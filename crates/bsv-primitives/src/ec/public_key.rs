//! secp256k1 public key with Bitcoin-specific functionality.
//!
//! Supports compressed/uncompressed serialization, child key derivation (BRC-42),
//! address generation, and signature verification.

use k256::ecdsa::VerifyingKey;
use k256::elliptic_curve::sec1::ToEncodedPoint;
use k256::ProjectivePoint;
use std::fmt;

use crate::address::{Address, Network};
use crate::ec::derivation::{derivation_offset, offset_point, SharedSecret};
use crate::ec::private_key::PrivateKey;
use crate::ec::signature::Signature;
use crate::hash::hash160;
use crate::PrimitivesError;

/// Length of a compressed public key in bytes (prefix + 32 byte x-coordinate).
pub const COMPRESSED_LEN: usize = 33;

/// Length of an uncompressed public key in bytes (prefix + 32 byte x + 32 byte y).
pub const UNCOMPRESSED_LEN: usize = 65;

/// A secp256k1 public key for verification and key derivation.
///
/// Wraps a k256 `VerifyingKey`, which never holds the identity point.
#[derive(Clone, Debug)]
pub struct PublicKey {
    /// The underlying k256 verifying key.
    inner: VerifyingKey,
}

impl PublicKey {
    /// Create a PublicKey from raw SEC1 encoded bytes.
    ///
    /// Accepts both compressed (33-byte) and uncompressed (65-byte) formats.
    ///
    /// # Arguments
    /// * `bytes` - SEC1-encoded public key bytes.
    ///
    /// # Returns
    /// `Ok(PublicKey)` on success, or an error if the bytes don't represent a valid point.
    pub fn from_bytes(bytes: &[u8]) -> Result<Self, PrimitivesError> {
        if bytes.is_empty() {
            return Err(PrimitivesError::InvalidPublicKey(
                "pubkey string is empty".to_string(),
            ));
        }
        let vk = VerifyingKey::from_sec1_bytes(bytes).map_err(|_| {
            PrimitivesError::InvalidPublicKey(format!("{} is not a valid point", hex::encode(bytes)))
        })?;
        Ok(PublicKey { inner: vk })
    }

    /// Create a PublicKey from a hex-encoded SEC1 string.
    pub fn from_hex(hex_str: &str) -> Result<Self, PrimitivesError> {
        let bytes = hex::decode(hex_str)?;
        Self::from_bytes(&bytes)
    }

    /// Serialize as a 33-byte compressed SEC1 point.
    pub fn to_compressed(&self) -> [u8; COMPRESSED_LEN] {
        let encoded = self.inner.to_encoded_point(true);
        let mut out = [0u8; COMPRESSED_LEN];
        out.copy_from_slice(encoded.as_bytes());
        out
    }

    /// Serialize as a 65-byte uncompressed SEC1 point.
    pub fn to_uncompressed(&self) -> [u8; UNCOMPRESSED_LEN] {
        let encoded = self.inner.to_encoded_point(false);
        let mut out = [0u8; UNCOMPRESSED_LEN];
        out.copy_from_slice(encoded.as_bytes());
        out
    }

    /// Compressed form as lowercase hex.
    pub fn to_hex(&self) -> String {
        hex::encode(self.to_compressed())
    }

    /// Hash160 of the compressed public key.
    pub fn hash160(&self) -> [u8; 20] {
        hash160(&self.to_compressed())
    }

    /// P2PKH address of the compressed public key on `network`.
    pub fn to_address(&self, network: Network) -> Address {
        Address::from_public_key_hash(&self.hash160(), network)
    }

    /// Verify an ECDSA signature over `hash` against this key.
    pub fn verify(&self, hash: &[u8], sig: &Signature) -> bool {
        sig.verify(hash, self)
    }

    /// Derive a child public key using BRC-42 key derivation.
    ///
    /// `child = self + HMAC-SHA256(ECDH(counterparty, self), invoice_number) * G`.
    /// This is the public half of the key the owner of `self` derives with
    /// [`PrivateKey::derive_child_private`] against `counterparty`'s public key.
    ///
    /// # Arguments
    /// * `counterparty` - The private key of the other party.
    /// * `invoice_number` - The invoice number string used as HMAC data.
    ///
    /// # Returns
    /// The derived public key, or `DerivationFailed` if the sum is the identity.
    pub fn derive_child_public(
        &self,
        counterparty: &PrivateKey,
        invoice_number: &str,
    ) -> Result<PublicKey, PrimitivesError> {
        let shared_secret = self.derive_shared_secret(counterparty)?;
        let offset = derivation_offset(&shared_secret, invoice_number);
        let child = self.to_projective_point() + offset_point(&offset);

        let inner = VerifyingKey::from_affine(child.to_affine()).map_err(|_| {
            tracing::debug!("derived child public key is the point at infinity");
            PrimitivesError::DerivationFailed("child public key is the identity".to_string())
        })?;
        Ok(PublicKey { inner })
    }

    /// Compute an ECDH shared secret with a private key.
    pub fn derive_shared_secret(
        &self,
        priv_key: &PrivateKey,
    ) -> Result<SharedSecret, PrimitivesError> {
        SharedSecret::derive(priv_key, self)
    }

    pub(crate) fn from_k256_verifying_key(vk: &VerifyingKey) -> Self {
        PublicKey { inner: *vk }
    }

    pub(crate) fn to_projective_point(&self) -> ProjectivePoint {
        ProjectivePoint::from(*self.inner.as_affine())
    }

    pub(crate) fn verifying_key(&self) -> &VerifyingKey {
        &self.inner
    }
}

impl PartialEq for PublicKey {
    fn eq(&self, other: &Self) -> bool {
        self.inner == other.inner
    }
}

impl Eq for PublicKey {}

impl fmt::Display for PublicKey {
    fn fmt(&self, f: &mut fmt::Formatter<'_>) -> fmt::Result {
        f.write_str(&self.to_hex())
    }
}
* * *
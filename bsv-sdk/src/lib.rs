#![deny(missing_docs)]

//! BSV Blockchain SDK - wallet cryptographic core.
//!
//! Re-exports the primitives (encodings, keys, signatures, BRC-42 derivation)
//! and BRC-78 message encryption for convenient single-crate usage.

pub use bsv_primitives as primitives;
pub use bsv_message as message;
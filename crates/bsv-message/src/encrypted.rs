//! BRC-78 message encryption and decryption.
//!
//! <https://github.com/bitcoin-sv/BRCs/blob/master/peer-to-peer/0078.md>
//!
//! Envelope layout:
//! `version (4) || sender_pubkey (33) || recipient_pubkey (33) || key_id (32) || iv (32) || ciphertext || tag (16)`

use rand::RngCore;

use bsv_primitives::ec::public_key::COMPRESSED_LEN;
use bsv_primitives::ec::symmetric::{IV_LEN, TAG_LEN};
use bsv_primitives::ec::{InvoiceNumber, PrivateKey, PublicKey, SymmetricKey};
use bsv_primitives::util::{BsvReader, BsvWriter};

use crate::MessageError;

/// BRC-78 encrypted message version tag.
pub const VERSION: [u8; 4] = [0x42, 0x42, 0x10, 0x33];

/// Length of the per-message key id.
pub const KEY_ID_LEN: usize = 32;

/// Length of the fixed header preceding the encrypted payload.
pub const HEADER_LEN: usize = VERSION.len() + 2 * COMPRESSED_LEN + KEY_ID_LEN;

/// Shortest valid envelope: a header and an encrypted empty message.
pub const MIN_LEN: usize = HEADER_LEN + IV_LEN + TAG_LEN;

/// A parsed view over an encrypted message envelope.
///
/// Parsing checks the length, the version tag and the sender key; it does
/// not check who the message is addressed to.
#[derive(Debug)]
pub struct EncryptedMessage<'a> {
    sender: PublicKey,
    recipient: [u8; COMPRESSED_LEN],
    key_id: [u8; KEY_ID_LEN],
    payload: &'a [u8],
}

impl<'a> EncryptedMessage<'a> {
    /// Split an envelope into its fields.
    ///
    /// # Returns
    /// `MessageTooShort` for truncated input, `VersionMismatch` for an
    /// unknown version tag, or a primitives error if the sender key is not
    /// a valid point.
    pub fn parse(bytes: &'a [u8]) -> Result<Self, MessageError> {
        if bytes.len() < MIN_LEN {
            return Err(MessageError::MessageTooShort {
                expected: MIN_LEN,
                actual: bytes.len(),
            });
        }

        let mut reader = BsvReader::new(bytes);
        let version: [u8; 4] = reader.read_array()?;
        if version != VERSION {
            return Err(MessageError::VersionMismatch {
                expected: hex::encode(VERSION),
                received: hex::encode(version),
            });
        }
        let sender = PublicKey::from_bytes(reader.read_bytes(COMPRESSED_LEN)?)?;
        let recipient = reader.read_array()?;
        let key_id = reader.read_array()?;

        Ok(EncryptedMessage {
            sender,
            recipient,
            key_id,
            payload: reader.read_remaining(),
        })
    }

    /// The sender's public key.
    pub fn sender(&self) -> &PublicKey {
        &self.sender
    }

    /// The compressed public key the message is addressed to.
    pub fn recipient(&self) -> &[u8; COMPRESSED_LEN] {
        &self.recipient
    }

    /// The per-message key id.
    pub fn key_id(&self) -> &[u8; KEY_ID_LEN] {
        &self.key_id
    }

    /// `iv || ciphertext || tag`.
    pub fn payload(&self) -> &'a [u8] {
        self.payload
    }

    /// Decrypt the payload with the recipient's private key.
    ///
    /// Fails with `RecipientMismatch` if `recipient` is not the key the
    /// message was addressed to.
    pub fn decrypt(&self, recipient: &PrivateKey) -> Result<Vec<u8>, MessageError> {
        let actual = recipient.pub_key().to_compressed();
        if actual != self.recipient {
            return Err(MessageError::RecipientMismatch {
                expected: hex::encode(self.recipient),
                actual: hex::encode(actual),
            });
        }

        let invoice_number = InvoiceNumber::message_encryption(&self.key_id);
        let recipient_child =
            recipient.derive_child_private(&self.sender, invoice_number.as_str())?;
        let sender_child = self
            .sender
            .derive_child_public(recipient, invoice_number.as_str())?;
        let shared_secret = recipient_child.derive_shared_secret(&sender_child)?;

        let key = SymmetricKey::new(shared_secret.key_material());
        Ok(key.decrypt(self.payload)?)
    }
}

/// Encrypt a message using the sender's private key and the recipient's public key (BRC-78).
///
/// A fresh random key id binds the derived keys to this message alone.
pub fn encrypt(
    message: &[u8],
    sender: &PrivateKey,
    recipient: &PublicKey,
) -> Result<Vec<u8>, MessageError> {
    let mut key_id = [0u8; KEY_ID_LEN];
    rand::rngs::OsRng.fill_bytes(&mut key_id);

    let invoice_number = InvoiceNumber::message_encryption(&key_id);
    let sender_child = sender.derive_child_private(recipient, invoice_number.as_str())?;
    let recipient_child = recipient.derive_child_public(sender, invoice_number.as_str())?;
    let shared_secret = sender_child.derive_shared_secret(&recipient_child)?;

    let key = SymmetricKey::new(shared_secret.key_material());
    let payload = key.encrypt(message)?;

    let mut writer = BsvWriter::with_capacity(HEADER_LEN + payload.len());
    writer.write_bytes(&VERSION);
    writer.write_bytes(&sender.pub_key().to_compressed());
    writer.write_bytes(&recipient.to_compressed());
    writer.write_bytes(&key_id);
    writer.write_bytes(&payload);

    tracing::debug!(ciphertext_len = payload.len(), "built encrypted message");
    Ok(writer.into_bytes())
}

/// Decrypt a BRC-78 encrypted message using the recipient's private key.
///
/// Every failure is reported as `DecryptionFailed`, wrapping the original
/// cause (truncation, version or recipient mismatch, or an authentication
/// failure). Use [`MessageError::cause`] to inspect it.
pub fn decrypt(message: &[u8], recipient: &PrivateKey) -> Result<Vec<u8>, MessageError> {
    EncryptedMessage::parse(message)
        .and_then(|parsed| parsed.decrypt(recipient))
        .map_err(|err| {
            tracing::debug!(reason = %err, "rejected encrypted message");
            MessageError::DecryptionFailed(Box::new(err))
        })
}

Required action:
Search the entries for the string "other". Copy every line that has it.

Exercise output:
    /// * `counterparty` - The private key of the other party.
    fn eq(&self, other: &Self) -> bool {
        self.inner == other.inner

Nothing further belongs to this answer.